What follows is a scintillating sequence that produces a passage of play that will long linger in memory. Tewatia slaps and swings, connects and dismembers. Six sixes blast out of his bat in the next seven deliveries. He has believed, he has clung to hope, he has won the day.

Oftentimes we watch sport merely to count off victory and defeat, and cold numbers dictate the analysis that follows. However, every day on the fields or in lonely hospital rooms, its practitioners teach us about believing, trusting, hoping. Whether broken legs or impossible chases, those that embrace hope, quite often find a way past wretchedness. In Sharjah, Pooran and Tewatia grabbed those of us by the collar that often resign to a seemingly persistent helplessness to believe. And to hope. It was their gift to us on this magical night.

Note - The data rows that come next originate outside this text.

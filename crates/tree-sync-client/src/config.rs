//! Client configuration.

use thiserror::Error;

/// Default authority address.
pub const DEFAULT_URL: &str = "ws://127.0.0.1:8080";

/// Environment variable consulted when no URL is given explicitly.
pub const URL_ENV: &str = "TREE_SYNC_URL";

/// Maximum inbound frame size (50MB).
pub const MAX_MESSAGE_SIZE: usize = 50 * 1024 * 1024;

#[derive(Debug, Error, PartialEq, Eq)]
pub enum ConfigError {
    #[error("Invalid authority URL {0:?}: expected ws:// or wss://")]
    InvalidUrl(String),

    #[error("Watch path must be absolute, got {0:?}")]
    RelativeWatchPath(String),
}

pub type Result<T> = std::result::Result<T, ConfigError>;

/// Resolved client settings.
#[derive(Debug, Clone, PartialEq, Eq)]
pub struct ClientConfig {
    /// WebSocket address of the remote authority
    pub url: String,
    /// Paths to request watching for right after connecting
    pub watch_paths: Vec<String>,
    /// Frames larger than this are dropped
    pub max_message_size: usize,
}

impl Default for ClientConfig {
    fn default() -> Self {
        Self {
            url: DEFAULT_URL.to_string(),
            watch_paths: Vec::new(),
            max_message_size: MAX_MESSAGE_SIZE,
        }
    }
}

impl ClientConfig {
    /// Defaults, with the URL taken from `TREE_SYNC_URL` when set.
    pub fn from_env() -> Result<Self> {
        Self::from_lookup(|key| std::env::var(key).ok())
    }

    fn from_lookup(lookup: impl Fn(&str) -> Option<String>) -> Result<Self> {
        let mut config = Self::default();
        if let Some(url) = lookup(URL_ENV).filter(|url| !url.is_empty()) {
            config = config.with_url(url)?;
        }
        Ok(config)
    }

    pub fn with_url(mut self, url: impl Into<String>) -> Result<Self> {
        let url = url.into();
        if !(url.starts_with("ws://") || url.starts_with("wss://")) {
            return Err(ConfigError::InvalidUrl(url));
        }
        self.url = url;
        Ok(self)
    }

    pub fn with_watch_paths(mut self, paths: Vec<String>) -> Result<Self> {
        if let Some(relative) = paths.iter().find(|p| !p.starts_with('/')) {
            return Err(ConfigError::RelativeWatchPath(relative.clone()));
        }
        self.watch_paths = paths;
        Ok(self)
    }
}
impl<T: Transport> TreeSync<T> {
    pub fn new(transport: T) -> Self {
        Self::with_adapter(transport, FsEventAdapter)
    }

    pub fn with_adapter(transport: T, adapter: impl WatcherAdapter + 'static) -> Self {
        let events = Arc::new(EventBus::new());
        let tree: SharedTree = Arc::new(Mutex::new(Tree::new(Arc::clone(&events))));

        let start_tree = Arc::clone(&tree);
        let finish_tree = Arc::clone(&tree);
        let finish_events = Arc::clone(&events);
        let queue = WorkQueue::new(QueueHooks::new(
            move |_pending| lock(&start_tree).start_transaction(),
            move || {
                let finished = lock(&finish_tree).finish_transaction();
                if let Err(e) = finished {
                    let err = SyncError::TransactionImbalance(format!("work queue finish: {}", e));
                    report_fatal(&finish_events, &err);
                }
            },
        ));

        Self {
            transport,
            tree,
            events,
            requests: Mutex::new(PendingRequests::new()),
            queue,
            adapter: Box::new(adapter),
        }
    }

    // ========================================================================
    // Inbound
    // ========================================================================

    /// Decode and apply one raw message from the transport.
    ///
    /// Failures are reported as `SyncEvent::Fatal` and returned; the
    /// synchronizer stays usable for the next message.
    pub fn handle_message(&self, data: &[u8]) -> Result<()> {
        match Action::decode(data) {
            Ok(action) => self.dispatch(action),
            Err(e) => {
                let err = SyncError::from(e);
                report_fatal(&self.events, &err);
                Err(err)
            }
        }
    }

    /// Apply raw messages from `inbound` until the stream ends.
    pub async fn process_inbound<S>(&self, mut inbound: S)
    where
        S: Stream<Item = Vec<u8>> + Unpin,
    {
        while let Some(data) = inbound.next().await {
            // Already reported as a fatal event
            let _ = self.handle_message(&data);
        }
        debug!("Inbound stream ended");
    }

    /// Apply one decoded action.
    ///
    /// Every failure inside a batch is reported; the first one is returned.
    /// A failing action does not stop the rest of its batch.
    pub fn dispatch(&self, action: Action) -> Result<()> {
        let mut failures = Vec::new();
        {
            let mut tree = lock(&self.tree);
            self.perform(&mut tree, action, &mut failures);
        }

        for failure in &failures {
            report_fatal(&self.events, failure);
        }
        match failures.into_iter().next() {
            Some(err) => Err(err),
            None => Ok(()),
        }
    }

    fn perform(&self, tree: &mut Tree, action: Action, failures: &mut Vec<SyncError>) {
        match action {
            Action::InitialState(initial) => {
                info!("Loading initial tree at {}", initial.root_path);
                tree.set(&initial.root_path, &initial.state.tree, &initial.state.stat);
            }
            Action::Batch(actions) => {
                info!("Executing batch => {}", actions.len());
                tree.start_transaction();
                for action in actions {
                    self.perform(tree, action, failures);
                }
                if let Err(e) = tree.finish_transaction() {
                    failures.push(SyncError::TransactionImbalance(format!("batch finish: {}", e)));
                }
            }
            Action::Event(event) => {
                if let Err(e) = self.enqueue(event) {
                    failures.push(e);
                }
            }
            Action::Response(response) => {
                if let Err(e) = self.settle(response) {
                    failures.push(e.into());
                }
            }
            outbound @ (Action::Request(_) | Action::WatchPath { .. }) => {
                failures.push(ProtocolError::UnexpectedInbound(outbound.kind().to_string()).into());
            }
        }
    }

    fn enqueue(&self, event: FsEvent) -> Result<()> {
        debug!("task => {} {}", event.name.as_str(), event.path);
        let item = self.adapter.translate(&self.tree, event);
        self.queue.push(item)?;
        Ok(())
    }

    fn settle(&self, response: Response) -> std::result::Result<(), ProtocolError> {
        let mut requests = lock(&self.requests);
        if response.error {
            requests.reject(response.id, response.payload)
        } else {
            requests.resolve(response.id, response.payload)
        }
    }

    // ========================================================================
    // Outbound
    // ========================================================================

    /// Apply the optimistic mutation for `method`, send the request, and
    /// return the handle that settles when the response arrives.
    ///
    /// `writeFile`, `mkdir`, `rename` and `remove` have optimistic mutations;
    /// any other method is sent without touching the replica. If the
    /// optimistic mutation cannot be applied (e.g. renaming a node the
    /// replica does not know) the request is still sent.
    pub fn run(&self, method: &str, args: Vec<Value>) -> Result<Completion> {
        let operation = Operation::parse(method, &args)?;
        self.apply_optimistic(&operation);

        let (id, completion) = lock(&self.requests).issue(method, &args);
        let request = Action::Request(Request {
            id,
            method_name: method.to_string(),
            args,
        });
        if let Err(e) = self.transport.send(request) {
            lock(&self.requests).withdraw(id);
            return Err(e.into());
        }
        debug!("Sent request {} ({})", id, method);
        Ok(completion)
    }

    fn apply_optimistic(&self, operation: &Operation) {
        let mut tree = lock(&self.tree);
        let applied = match operation {
            Operation::WriteFile(path) => tree.create_file(path, loading()),
            Operation::Mkdir(path) => tree.create_dir(path, loading()),
            Operation::Rename(from, to) => tree.move_node(from, to),
            Operation::Remove(path) => match tree.get(path).map(|node| node.kind) {
                Some(NodeKind::Directory) => tree.remove_dir(path),
                Some(NodeKind::File) => tree.remove_file(path),
                None => Ok(()),
            },
            Operation::Passthrough => Ok(()),
        };
        if let Err(e) = applied {
            warn!("Optimistic update skipped for {:?}: {}", operation, e);
        }
    }

    pub fn write_file(&self, path: &str) -> Result<Completion> {
        self.run("writeFile", vec![json!(path)])
    }

    pub fn mkdir(&self, path: &str) -> Result<Completion> {
        self.run("mkdir", vec![json!(path)])
    }

    pub fn rename(&self, old_path: &str, new_path: &str) -> Result<Completion> {
        self.run("rename", vec![json!(old_path), json!(new_path)])
    }

    pub fn remove(&self, path: &str) -> Result<Completion> {
        self.run("remove", vec![json!(path)])
    }

    /// Ask the remote side to watch `path`. Not correlated with any response.
    pub fn watch_path(&self, path: &str) -> Result<()> {
        self.transport.send(Action::WatchPath {
            path: path.to_string(),
        })?;
        Ok(())
    }

    // ========================================================================
    // Manual transactions and metadata
    // ========================================================================

    /// Open a transaction; changes until the matching `finish_operation`
    /// produce a single change notification.
    pub fn start_operation(&self) {
        lock(&self.tree).start_transaction();
    }

    pub fn finish_operation(&self) -> Result<()> {
        let finished = lock(&self.tree).finish_transaction();
        finished.map_err(|e| {
            let err = SyncError::TransactionImbalance(format!("finish_operation: {}", e));
            report_fatal(&self.events, &err);
            err
        })
    }

    /// Set a local metadata field (e.g. `selected`, `expanded`) on a node.
    pub fn update_node_metadata(&self, path: &str, field: &str, value: Value) -> Result<()> {
        lock(&self.tree).set_metadata_field(&NodePath::from(path), field, value)?;
        Ok(())
    }

    // ========================================================================
    // Read access and notifications
    // ========================================================================

    pub fn tree(&self) -> TreeSnapshot {
        lock(&self.tree).snapshot()
    }

    pub fn root_path(&self) -> Option<String> {
        lock(&self.tree).root_path().map(str::to_string)
    }

    pub fn node(&self, path: &str) -> Option<Node> {
        lock(&self.tree).get(&NodePath::from(path)).cloned()
    }

    pub fn metadata(&self, path: &str) -> Option<Metadata> {
        lock(&self.tree).metadata(&NodePath::from(path)).cloned()
    }

    /// Run `f` against the live replica.
    pub fn with_tree<R>(&self, f: impl FnOnce(&Tree) -> R) -> R {
        let tree = lock(&self.tree);
        f(&*tree)
    }

    /// Subscribe to change, node and fatal notifications.
    pub fn subscribe(&self, callback: impl Fn(SyncEvent) + Send + Sync + 'static) -> Subscription {
        self.events.subscribe(callback)
    }

    /// `(id, method)` of every request still awaiting a response.
    pub fn pending_requests(&self) -> Vec<(RequestId, String)> {
        lock(&self.requests).summary()
    }

    /// Drop every pending request; their completions yield `Abandoned`.
    ///
    /// For owners whose connection is gone and will never deliver responses.
    pub fn abandon_pending(&self) -> usize {
        let abandoned = lock(&self.requests).abandon_all();
        if abandoned > 0 {
            info!("Abandoned {} pending request(s)", abandoned);
        }
        abandoned
    }

    pub fn queue_state(&self) -> QueueState {
        self.queue.state()
    }

    /// Wait until every queued event has been applied.
    pub async fn wait_idle(&self) {
        self.queue.wait_idle().await;
    }

    pub fn transport(&self) -> &T {
        &self.transport
    }

    // ========================================================================
    // Shutdown
    // ========================================================================

    /// Drain the work queue, stop it, and check transaction balance.
    ///
    /// Requests still pending are abandoned. Transactions left open are
    /// force-closed and reported as `TransactionImbalance`.
    pub async fn shutdown(&self) -> Result<()> {
        self.queue.close().await;

        self.abandon_pending();

        let open = lock(&self.tree).reset_transactions();
        if open > 0 {
            let err = SyncError::TransactionImbalance(format!(
                "{} transaction(s) still open at shutdown",
                open
            ));
            report_fatal(&self.events, &err);
            return Err(err);
        }
        Ok(())
    }
}
//! Actions exchanged with the transport.
//!
//! On the wire every action is a JSON object
//! `{type, payload, meta?: {id}, error?}`. `RawAction` mirrors that record;
//! `Action` is the validated form the dispatcher works with. Conversion
//! between the two is where malformed messages are caught.

use crate::error::ProtocolError;
use crate::path::NodePath;
use serde::{Deserialize, Serialize};
use serde_json::{json, Map, Value};

/// Correlation id of an outbound request.
pub type RequestId = u64;

/// Watcher event names, as reported by the remote side.
#[derive(Debug, Clone, Copy, PartialEq, Eq, Serialize, Deserialize)]
#[serde(rename_all = "camelCase")]
pub enum FsEventKind {
    Add,
    AddDir,
    Change,
    Unlink,
    UnlinkDir,
}

impl FsEventKind {
    pub fn as_str(&self) -> &'static str {
        match self {
            FsEventKind::Add => "add",
            FsEventKind::AddDir => "addDir",
            FsEventKind::Change => "change",
            FsEventKind::Unlink => "unlink",
            FsEventKind::UnlinkDir => "unlinkDir",
        }
    }
}

/// Payload of `initialState`.
#[derive(Debug, Clone, PartialEq, Serialize, Deserialize)]
#[serde(rename_all = "camelCase")]
pub struct InitialState {
    pub root_path: String,
    pub state: TreeState,
}

#[derive(Debug, Clone, Default, PartialEq, Serialize, Deserialize)]
pub struct TreeState {
    /// Nested object: object values are directories, anything else a file
    pub tree: Map<String, Value>,
    /// Node path -> stat record
    #[serde(default)]
    pub stat: Map<String, Value>,
}

/// Payload of `event`.
#[derive(Debug, Clone, PartialEq, Serialize, Deserialize)]
pub struct FsEvent {
    pub name: FsEventKind,
    pub path: NodePath,
    #[serde(default)]
    pub stat: Value,
}

#[derive(Debug, Clone, PartialEq)]
pub struct Response {
    pub id: RequestId,
    pub payload: Value,
    pub error: bool,
}

#[derive(Debug, Clone, PartialEq, Serialize, Deserialize)]
#[serde(rename_all = "camelCase")]
pub struct Request {
    #[serde(skip)]
    pub id: RequestId,
    pub method_name: String,
    pub args: Vec<Value>,
}

/// A validated action.
#[derive(Debug, Clone, PartialEq, Serialize, Deserialize)]
#[serde(try_from = "RawAction", into = "RawAction")]
pub enum Action {
    /// Full replacement of the replica (inbound)
    InitialState(InitialState),
    /// Ordered group applied under one transaction (inbound)
    Batch(Vec<Action>),
    /// Filesystem event to translate and enqueue (inbound)
    Event(FsEvent),
    /// Outcome of an earlier request (inbound)
    Response(Response),
    /// Mutating operation for the remote authority (outbound)
    Request(Request),
    /// Ask the remote side to watch a path (outbound)
    WatchPath { path: String },
}

impl Action {
    /// Wire discriminant of this action.
    pub fn kind(&self) -> &'static str {
        match self {
            Action::InitialState(_) => "initialState",
            Action::Batch(_) => "batch",
            Action::Event(_) => "event",
            Action::Response(_) => "response",
            Action::Request(_) => "request",
            Action::WatchPath { .. } => "watchPath",
        }
    }

    /// Decode one action from UTF-8 JSON bytes.
    pub fn decode(data: &[u8]) -> Result<Self, ProtocolError> {
        let raw: RawAction =
            serde_json::from_slice(data).map_err(|e| ProtocolError::Malformed(e.to_string()))?;
        Action::try_from(raw)
    }

    /// Encode as a JSON value in wire shape.
    pub fn to_value(&self) -> Value {
        RawAction::from(self.clone()).into_value()
    }

    /// Encode as a JSON string in wire shape.
    pub fn encode(&self) -> String {
        self.to_value().to_string()
    }
}

#[derive(Debug, Clone, PartialEq, Serialize, Deserialize)]
pub struct Meta {
    pub id: RequestId,
}

/// Action record exactly as it appears on the wire.
#[derive(Debug, Clone, PartialEq, Serialize, Deserialize)]
pub struct RawAction {
    #[serde(rename = "type", default)]
    pub kind: Option<String>,
    #[serde(default)]
    pub payload: Value,
    #[serde(default, skip_serializing_if = "Option::is_none")]
    pub meta: Option<Meta>,
    /// Any truthy value marks the action as an error
    #[serde(default, skip_serializing_if = "Value::is_null")]
    pub error: Value,
}

impl RawAction {
    fn new(kind: &str, payload: Value) -> Self {
        Self {
            kind: Some(kind.to_string()),
            payload,
            meta: None,
            error: Value::Null,
        }
    }

    pub fn into_value(self) -> Value {
        let mut object = Map::new();
        object.insert("type".into(), self.kind.map(Value::String).unwrap_or(Value::Null));
        object.insert("payload".into(), self.payload);
        if let Some(meta) = self.meta {
            object.insert("meta".into(), json!({ "id": meta.id }));
        }
        if !self.error.is_null() {
            object.insert("error".into(), self.error);
        }
        Value::Object(object)
    }
}

fn is_truthy(value: &Value) -> bool {
    match value {
        Value::Null => false,
        Value::Bool(b) => *b,
        Value::Number(n) => n.as_f64().is_some_and(|f| f != 0.0),
        Value::String(s) => !s.is_empty(),
        Value::Array(_) | Value::Object(_) => true,
    }
}

fn payload<T: serde::de::DeserializeOwned>(kind: &str, payload: Value) -> Result<T, ProtocolError> {
    serde_json::from_value(payload)
        .map_err(|e| ProtocolError::Malformed(format!("{} payload: {}", kind, e)))
}

impl TryFrom<RawAction> for Action {
    type Error = ProtocolError;

    fn try_from(raw: RawAction) -> Result<Self, Self::Error> {
        let kind = raw
            .kind
            .ok_or_else(|| ProtocolError::Malformed("missing type".into()))?;

        match kind.as_str() {
            "initialState" => Ok(Action::InitialState(payload(&kind, raw.payload)?)),
            "batch" => {
                let Value::Array(items) = raw.payload else {
                    return Err(ProtocolError::Malformed("batch payload must be an array".into()));
                };
                let actions = items
                    .into_iter()
                    .enumerate()
                    .map(|(index, item)| {
                        serde_json::from_value::<RawAction>(item)
                            .map_err(|e| ProtocolError::Malformed(e.to_string()))
                            .and_then(Action::try_from)
                            .map_err(|e| match e {
                                ProtocolError::Malformed(reason) => ProtocolError::Malformed(
                                    format!("batch item {}: {}", index, reason),
                                ),
                                other => other,
                            })
                    })
                    .collect::<Result<Vec<_>, _>>()?;
                Ok(Action::Batch(actions))
            }
            "event" => Ok(Action::Event(payload(&kind, raw.payload)?)),
            "response" => {
                let meta = raw
                    .meta
                    .ok_or_else(|| ProtocolError::Malformed("response without meta.id".into()))?;
                Ok(Action::Response(Response {
                    id: meta.id,
                    payload: raw.payload,
                    error: is_truthy(&raw.error),
                }))
            }
            "request" => {
                let meta = raw
                    .meta
                    .ok_or_else(|| ProtocolError::Malformed("request without meta.id".into()))?;
                let mut request: Request = payload(&kind, raw.payload)?;
                request.id = meta.id;
                Ok(Action::Request(request))
            }
            "watchPath" => {
                #[derive(Deserialize)]
                struct WatchPayload {
                    path: String,
                }
                let WatchPayload { path } = payload(&kind, raw.payload)?;
                Ok(Action::WatchPath { path })
            }
            other => Err(ProtocolError::Malformed(format!("unknown type {:?}", other))),
        }
    }
}

impl From<Action> for RawAction {
    fn from(action: Action) -> Self {
        let kind = action.kind();
        match action {
            Action::InitialState(initial) => RawAction::new(
                kind,
                json!({
                    "rootPath": initial.root_path,
                    "state": {
                        "tree": Value::Object(initial.state.tree),
                        "stat": Value::Object(initial.state.stat),
                    },
                }),
            ),
            Action::Batch(actions) => RawAction::new(
                kind,
                Value::Array(
                    actions
                        .into_iter()
                        .map(|a| RawAction::from(a).into_value())
                        .collect(),
                ),
            ),
            Action::Event(event) => RawAction::new(
                kind,
                json!({
                    "name": event.name.as_str(),
                    "path": event.path.to_string(),
                    "stat": event.stat,
                }),
            ),
            Action::Response(response) => RawAction {
                meta: Some(Meta { id: response.id }),
                error: if response.error {
                    Value::Bool(true)
                } else {
                    Value::Null
                },
                ..RawAction::new(kind, response.payload)
            },
            Action::Request(request) => RawAction {
                meta: Some(Meta { id: request.id }),
                ..RawAction::new(
                    kind,
                    json!({ "methodName": request.method_name, "args": request.args }),
                )
            },
            Action::WatchPath { path } => RawAction::new(kind, json!({ "path": path })),
        }
    }
}

#[cfg(test)]
mod tests {
    use super::*;

    fn decode(value: Value) -> Result<Action, ProtocolError> {
        Action::decode(value.to_string().as_bytes())
    }

    #[test]
    fn test_decode_initial_state() {
        let action = decode(json!({
            "type": "initialState",
            "payload": { "rootPath": "/r", "state": { "tree": {}, "stat": {} } }
        }))
        .unwrap();

        assert_eq!(
            action,
            Action::InitialState(InitialState {
                root_path: "/r".into(),
                state: TreeState::default(),
            })
        );
    }

    #[test]
    fn test_decode_nested_batch() {
        let action = decode(json!({
            "type": "batch",
            "payload": [
                { "type": "event", "payload": { "name": "add", "path": "/b", "stat": {} } },
                { "type": "batch", "payload": [
                    { "type": "event", "payload": { "name": "unlinkDir", "path": "/c" } }
                ] }
            ]
        }))
        .unwrap();

        let Action::Batch(items) = action else {
            panic!("expected batch");
        };
        assert_eq!(items.len(), 2);
        assert!(matches!(&items[0], Action::Event(e) if e.name == FsEventKind::Add));
        let Action::Batch(inner) = &items[1] else {
            panic!("expected nested batch");
        };
        assert!(matches!(&inner[0], Action::Event(e) if e.name == FsEventKind::UnlinkDir && e.stat.is_null()));
    }

    #[test]
    fn test_decode_response_error_flag() {
        let ok = decode(json!({ "type": "response", "meta": { "id": 3 }, "payload": { "stat": {} } }))
            .unwrap();
        assert!(matches!(ok, Action::Response(Response { id: 3, error: false, .. })));

        let failed = decode(json!({ "type": "response", "meta": { "id": 4 }, "error": true, "payload": "EEXIST" }))
            .unwrap();
        assert!(matches!(failed, Action::Response(Response { id: 4, error: true, .. })));

        let truthy = decode(json!({ "type": "response", "meta": { "id": 5 }, "error": 1, "payload": null }))
            .unwrap();
        assert!(matches!(truthy, Action::Response(Response { error: true, .. })));
    }

    #[test]
    fn test_decode_rejects_missing_type() {
        let err = decode(json!({ "payload": {} })).unwrap_err();
        assert!(matches!(err, ProtocolError::Malformed(msg) if msg.contains("missing type")));
    }

    #[test]
    fn test_decode_rejects_unknown_type() {
        let err = decode(json!({ "type": "explode", "payload": {} })).unwrap_err();
        assert!(matches!(err, ProtocolError::Malformed(msg) if msg.contains("explode")));
    }

    #[test]
    fn test_decode_rejects_bad_payload_shapes() {
        assert!(decode(json!({ "type": "batch", "payload": {} })).is_err());
        assert!(decode(json!({ "type": "event", "payload": { "name": "rename", "path": "/x" } })).is_err());
        assert!(decode(json!({ "type": "initialState", "payload": { "rootPath": "/r" } })).is_err());
        assert!(decode(json!({ "type": "response", "payload": {} })).is_err());
        assert!(Action::decode(b"not json").is_err());
    }

    #[test]
    fn test_malformed_batch_item_reports_index() {
        let err = decode(json!({
            "type": "batch",
            "payload": [
                { "type": "event", "payload": { "name": "add", "path": "/a" } },
                { "payload": {} }
            ]
        }))
        .unwrap_err();
        assert!(matches!(err, ProtocolError::Malformed(msg) if msg.contains("batch item 1")));
    }

    #[test]
    fn test_request_wire_shape() {
        let action = Action::Request(Request {
            id: 1,
            method_name: "writeFile".into(),
            args: vec![json!("/a.txt")],
        });

        assert_eq!(
            action.to_value(),
            json!({
                "type": "request",
                "meta": { "id": 1 },
                "payload": { "methodName": "writeFile", "args": ["/a.txt"] }
            })
        );
    }

    #[test]
    fn test_watch_path_wire_shape_has_no_meta() {
        let action = Action::WatchPath { path: "/src".into() };
        assert_eq!(
            action.to_value(),
            json!({ "type": "watchPath", "payload": { "path": "/src" } })
        );
    }

    #[test]
    fn test_response_error_survives_reencoding() {
        let action = Action::Response(Response {
            id: 9,
            payload: json!("EACCES"),
            error: true,
        });
        let decoded = Action::decode(action.encode().as_bytes()).unwrap();
        assert_eq!(decoded, action);
    }
}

In the Netflix series “Away” about a mission to Mars, the astronauts learn that there is a slight chance on the basis of a sonic boom they hear that a craft with provisions sent ahead of them may have landed on the planet, though it has lost contact with ground control and assumed destroyed. The decision they have to make is whether to carry on towards Mars where in the absence of the provisions craft, certain death awaits them, or abandon the mission and head home.

“The sonic boom,” commander Emma Green tells her crew, “gives us a very faint and dangerous hope.”

“And that’s all this mission is,” responds astronaut Lu Wang. “And when did you forget that? Where is the woman who stood on the moon and asked the whole world to believe in impossible things? Who leapt off the side of a spaceship with nothing to cling to…but hope?”

“Emma,” Wang goes on to implore moments later to her teary eyed commander. “I don’t want to die, but I am willing to die for hope.”